» EXERCISE: Are you able to retype all the records below exactly?

*** SOURCE MATERIAL

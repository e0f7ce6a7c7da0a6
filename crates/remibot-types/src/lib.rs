use chrono::{DateTime, Utc};
use serde::{Deserialize, Serialize};

// ──────────────────── Task Types ────────────────────

/// A persisted reminder, one-off or recurring.
///
/// The record is owned by the task store; `id` is assigned on first save
/// (0 before that), and `created_at`/`updated_at` are store-managed.
#[derive(Debug, Clone, Serialize, Deserialize)]
pub struct ScheduledTask {
    /// Store-assigned identifier.
    pub id: i64,
    /// Short reminder title.
    pub title: String,
    /// Optional longer description.
    #[serde(default, skip_serializing_if = "Option::is_none")]
    pub description: Option<String>,
    /// Fire at or after this instant.
    pub execution_time: DateTime<Utc>,
    /// True once the poll loop has processed this task. Monotonic.
    #[serde(default)]
    pub completed: bool,
    /// Whether a successor is created when this task fires.
    #[serde(default)]
    pub recurring: bool,
    /// Recurrence pattern (e.g. "daily", "weekly", "10s"). Required iff recurring.
    #[serde(default, skip_serializing_if = "Option::is_none")]
    pub recurrence_pattern: Option<String>,
    /// External user ID of whoever created the task.
    pub creator_id: String,
    /// Guild scoping the delivery channel, if any.
    #[serde(default, skip_serializing_if = "Option::is_none")]
    pub guild_id: Option<String>,
    /// Delivery channel. None means a direct message to the creator.
    #[serde(default, skip_serializing_if = "Option::is_none")]
    pub channel_id: Option<String>,
    /// True only after a delivery attempt succeeded.
    #[serde(default)]
    pub notification_sent: bool,
    /// Creation time.
    pub created_at: DateTime<Utc>,
    /// Last modification time.
    pub updated_at: DateTime<Utc>,
}

impl ScheduledTask {
    /// Create a new unsaved one-off task with default flags.
    pub fn new(
        title: impl Into<String>,
        execution_time: DateTime<Utc>,
        creator_id: impl Into<String>,
    ) -> Self {
        let now = Utc::now();
        Self {
            id: 0,
            title: title.into(),
            description: None,
            execution_time,
            completed: false,
            recurring: false,
            recurrence_pattern: None,
            creator_id: creator_id.into(),
            guild_id: None,
            channel_id: None,
            notification_sent: false,
            created_at: now,
            updated_at: now,
        }
    }

    /// Where a notification for this task should be delivered.
    ///
    /// A task with a channel goes to that channel (scoped to its guild when
    /// set); a task without one goes directly to its creator.
    pub fn destination(&self) -> Destination {
        match &self.channel_id {
            Some(channel_id) => Destination::Channel {
                guild_id: self.guild_id.clone(),
                channel_id: channel_id.clone(),
            },
            None => Destination::Direct {
                user_id: self.creator_id.clone(),
            },
        }
    }
}

// ──────────────────── Delivery Types ────────────────────

/// Target of a notification delivery.
#[derive(Debug, Clone, PartialEq, Eq, Serialize, Deserialize)]
#[serde(tag = "type", rename_all = "snake_case")]
pub enum Destination {
    /// A channel, optionally scoped to a guild.
    Channel {
        #[serde(default, skip_serializing_if = "Option::is_none")]
        guild_id: Option<String>,
        channel_id: String,
    },
    /// A private message to a single user.
    Direct { user_id: String },
}

#[cfg(test)]
mod tests {
    use super::*;
    use chrono::TimeZone;

    fn sample_task() -> ScheduledTask {
        ScheduledTask::new(
            "standup",
            Utc.with_ymd_and_hms(2024, 6, 1, 9, 0, 0).unwrap(),
            "user-1",
        )
    }

    #[test]
    fn test_new_task_defaults() {
        let task = sample_task();
        assert_eq!(task.id, 0);
        assert!(!task.completed);
        assert!(!task.recurring);
        assert!(!task.notification_sent);
        assert!(task.recurrence_pattern.is_none());
    }

    #[test]
    fn test_task_serde_roundtrip() {
        let mut task = sample_task();
        task.recurring = true;
        task.recurrence_pattern = Some("weekly".into());
        let json = serde_json::to_string(&task).unwrap();
        let parsed: ScheduledTask = serde_json::from_str(&json).unwrap();
        assert_eq!(parsed.title, "standup");
        assert_eq!(parsed.recurrence_pattern, Some("weekly".into()));
        assert_eq!(parsed.execution_time, task.execution_time);
    }

    #[test]
    fn test_destination_channel_in_guild() {
        let mut task = sample_task();
        task.guild_id = Some("g1".into());
        task.channel_id = Some("c1".into());
        assert_eq!(
            task.destination(),
            Destination::Channel {
                guild_id: Some("g1".into()),
                channel_id: "c1".into(),
            }
        );
    }

    #[test]
    fn test_destination_direct_without_channel() {
        let task = sample_task();
        assert_eq!(
            task.destination(),
            Destination::Direct {
                user_id: "user-1".into()
            }
        );
    }

    #[test]
    fn test_destination_serde_tagged() {
        let dest = Destination::Direct {
            user_id: "u1".into(),
        };
        let json = serde_json::to_string(&dest).unwrap();
        assert!(json.contains("\"type\":\"direct\""));
        let parsed: Destination = serde_json::from_str(&json).unwrap();
        assert_eq!(parsed, dest);
    }
}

******

» REPLY TO THE EXERCISE:
repository e0f7ce6a7c7da0a6
filename crates/remibot-types/src/lib.rs
use chrono::{DateTime, Utc};
use serde::{Deserialize, Serialize};

// ──────────────────── Task Types ────────────────────

/// A persisted reminder, one-off or recurring.
///
/// The record is owned by the task store; `id` is assigned on first save
/// (0 before that), and `created_at`/`updated_at` are store-managed.
#[derive(Debug, Clone, Serialize, Deserialize)]
pub struct ScheduledTask {
    /// Store-assigned identifier.
    pub id: i64,
    /// Short reminder title.
    pub title: String,
    /// Optional longer description.
    #[serde(default, skip_serializing_if = "Option::is_none")]
    pub description: Option<String>,
    /// Fire at or after this instant.
    pub execution_time: DateTime<Utc>,
    /// True once the poll loop has processed this task. Monotonic.
    #[serde(default)]
    pub completed: bool,
    /// Whether a successor is created when this task fires.
    #[serde(default)]
    pub recurring: bool,
    /// Recurrence pattern (e.g. "daily", "weekly", "10s"). Required iff recurring.
    #[serde(default, skip_serializing_if = "Option::is_none")]
    pub recurrence_pattern: Option<String>,
    /// External user ID of whoever created the task.
    pub creator_id: String,
    /// Guild scoping the delivery channel, if any.
    #[serde(default, skip_serializing_if = "Option::is_none")]
    pub guild_id: Option<String>,
    /// Delivery channel. None means a direct message to the creator.
    #[serde(default, skip_serializing_if = "Option::is_none")]
    pub channel_id: Option<String>,
    /// True only after a delivery attempt succeeded.
    #[serde(default)]
    pub notification_sent: bool,
    /// Creation time.
    pub created_at: DateTime<Utc>,
    /// Last modification time.
    pub updated_at: DateTime<Utc>,
}

impl ScheduledTask {
    /// Create a new unsaved one-off task with default flags.
    pub fn new(
        title: impl Into<String>,
        execution_time: DateTime<Utc>,
        creator_id: impl Into<String>,
    ) -> Self {
        let now = Utc::now();
        Self {
            id: 0,
            title: title.into(),
            description: None,
            execution_time,
            completed: false,
            recurring: false,
            recurrence_pattern: None,
            creator_id: creator_id.into(),
            guild_id: None,
            channel_id: None,
            notification_sent: false,
            created_at: now,
            updated_at: now,
        }
    }

    /// Where a notification for this task should be delivered.
    ///
    /// A task with a channel goes to that channel (scoped to its guild when
    /// set); a task without one goes directly to its creator.
    pub fn destination(&self) -> Destination {
        match &self.channel_id {
            Some(channel_id) => Destination::Channel {
                guild_id: self.guild_id.clone(),
                channel_id: channel_id.clone(),
            },
            None => Destination::Direct {
                user_id: self.creator_id.clone(),
            },
        }
    }
}

// ──────────────────── Delivery Types ────────────────────

/// Target of a notification delivery.
#[derive(Debug, Clone, PartialEq, Eq, Serialize, Deserialize)]
#[serde(tag = "type", rename_all = "snake_case")]
pub enum Destination {
    /// A channel, optionally scoped to a guild.
    Channel {
        #[serde(default, skip_serializing_if = "Option::is_none")]
        guild_id: Option<String>,
        channel_id: String,
    },
    /// A private message to a single user.
    Direct { user_id: String },
}

#[cfg(test)]
mod tests {
    use super::*;
    use chrono::TimeZone;

    fn sample_task() -> ScheduledTask {
        ScheduledTask::new(
            "standup",
            Utc.with_ymd_and_hms(2024, 6, 1, 9, 0, 0).unwrap(),
            "user-1",
        )
    }

    #[test]
    fn test_new_task_defaults() {
        let task = sample_task();
        assert_eq!(task.id, 0);
        assert!(!task.completed);
        assert!(!task.recurring);
        assert!(!task.notification_sent);
        assert!(task.recurrence_pattern.is_none());
    }

    #[test]
    fn test_task_serde_roundtrip() {
        let mut task = sample_task();
        task.recurring = true;
        task.recurrence_pattern = Some("weekly".into());
        let json = serde_json::to_string(&task).unwrap();
        let parsed: ScheduledTask = serde_json::from_str(&json).unwrap();
        assert_eq!(parsed.title, "standup");
        assert_eq!(parsed.recurrence_pattern, Some("weekly".into()));
        assert_eq!(parsed.execution_time, task.execution_time);
    }

    #[test]
    fn test_destination_channel_in_guild() {
        let mut task = sample_task();
        task.guild_id = Some("g1".into());
        task.channel_id = Some("c1".into());
        assert_eq!(
            task.destination(),
            Destination::Channel {
                guild_id: Some("g1".into()),
                channel_id: "c1".into(),
            }
        );
    }

    #[test]
    fn test_destination_direct_without_channel() {
        let task = sample_task();
        assert_eq!(
            task.destination(),
            Destination::Direct {
                user_id: "user-1".into()
            }
        );
    }

    #[test]
    fn test_destination_serde_tagged() {
        let dest = Destination::Direct {
            user_id: "u1".into(),
        };
        let json = serde_json::to_string(&dest).unwrap();
        assert!(json.contains("\"type\":\"direct\""));
        let parsed: Destination = serde_json::from_str(&json).unwrap();
        assert_eq!(parsed, dest);
    }
}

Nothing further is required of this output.